Dataset items:

━━━

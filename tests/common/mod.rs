#![allow(dead_code)]

use std::io;
use std::sync::Arc;

use async_trait::async_trait;
use ptymux::bus::Bus;
use ptymux::server::WsServer;
use ptymux::transport::{FrameSource, OutputSink};
use tokio::net::TcpStream;
use tokio::sync::mpsc;
use tokio_tungstenite::{connect_async, MaybeTlsStream, WebSocketStream};

pub const TOKEN: &str = "test-token";

pub type WsClient = WebSocketStream<MaybeTlsStream<TcpStream>>;

/// Binds a fresh bus on a free port and serves it in the background.
pub async fn start_server() -> (u16, Arc<Bus>) {
    let server = WsServer::bind(Some(TOKEN.to_string()), 0)
        .await
        .expect("bind server");
    let port = server.port;
    let bus = server.bus();
    tokio::spawn(async move {
        let _ = server.serve().await;
    });
    (port, bus)
}

pub fn process_url(port: u16, process_id: &str) -> String {
    format!("ws://127.0.0.1:{port}/ws/process?token={TOKEN}&processId={process_id}")
}

pub fn client_url(port: u16, process_id: &str) -> String {
    format!("ws://127.0.0.1:{port}/ws/client?token={TOKEN}&processId={process_id}")
}

pub async fn connect(url: &str) -> WsClient {
    connect_async(url).await.expect("websocket handshake").0
}

pub fn args(parts: &[&str]) -> Vec<String> {
    parts.iter().map(|s| s.to_string()).collect()
}

/// In-memory stand-ins for the runner's transport halves.
pub struct ChannelSink(pub mpsc::Sender<Vec<u8>>);

#[async_trait]
impl OutputSink for ChannelSink {
    async fn send(&mut self, payload: Vec<u8>) -> io::Result<()> {
        self.0
            .send(payload)
            .await
            .map_err(|_| io::Error::new(io::ErrorKind::BrokenPipe, "sink closed"))
    }
}

pub struct ChannelSource(pub mpsc::Receiver<Vec<u8>>);

#[async_trait]
impl FrameSource for ChannelSource {
    async fn next(&mut self) -> io::Result<Option<Vec<u8>>> {
        Ok(self.0.recv().await)
    }
}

━━━

### Work to complete
Send back each record exactly, and include them all.

### Output below
filename tests/common/mod.rs
#![allow(dead_code)]

use std::io;
use std::sync::Arc;

use async_trait::async_trait;
use ptymux::bus::Bus;
use ptymux::server::WsServer;
use ptymux::transport::{FrameSource, OutputSink};
use tokio::net::TcpStream;
use tokio::sync::mpsc;
use tokio_tungstenite::{connect_async, MaybeTlsStream, WebSocketStream};

pub const TOKEN: &str = "test-token";

pub type WsClient = WebSocketStream<MaybeTlsStream<TcpStream>>;

/// Binds a fresh bus on a free port and serves it in the background.
pub async fn start_server() -> (u16, Arc<Bus>) {
    let server = WsServer::bind(Some(TOKEN.to_string()), 0)
        .await
        .expect("bind server");
    let port = server.port;
    let bus = server.bus();
    tokio::spawn(async move {
        let _ = server.serve().await;
    });
    (port, bus)
}

pub fn process_url(port: u16, process_id: &str) -> String {
    format!("ws://127.0.0.1:{port}/ws/process?token={TOKEN}&processId={process_id}")
}

pub fn client_url(port: u16, process_id: &str) -> String {
    format!("ws://127.0.0.1:{port}/ws/client?token={TOKEN}&processId={process_id}")
}

pub async fn connect(url: &str) -> WsClient {
    connect_async(url).await.expect("websocket handshake").0
}

pub fn args(parts: &[&str]) -> Vec<String> {
    parts.iter().map(|s| s.to_string()).collect()
}

/// In-memory stand-ins for the runner's transport halves.
pub struct ChannelSink(pub mpsc::Sender<Vec<u8>>);

#[async_trait]
impl OutputSink for ChannelSink {
    async fn send(&mut self, payload: Vec<u8>) -> io::Result<()> {
        self.0
            .send(payload)
            .await
            .map_err(|_| io::Error::new(io::ErrorKind::BrokenPipe, "sink closed"))
    }
}

pub struct ChannelSource(pub mpsc::Receiver<Vec<u8>>);

#[async_trait]
impl FrameSource for ChannelSource {
    async fn next(&mut self) -> io::Result<Option<Vec<u8>>> {
        Ok(self.0.recv().await)
    }
}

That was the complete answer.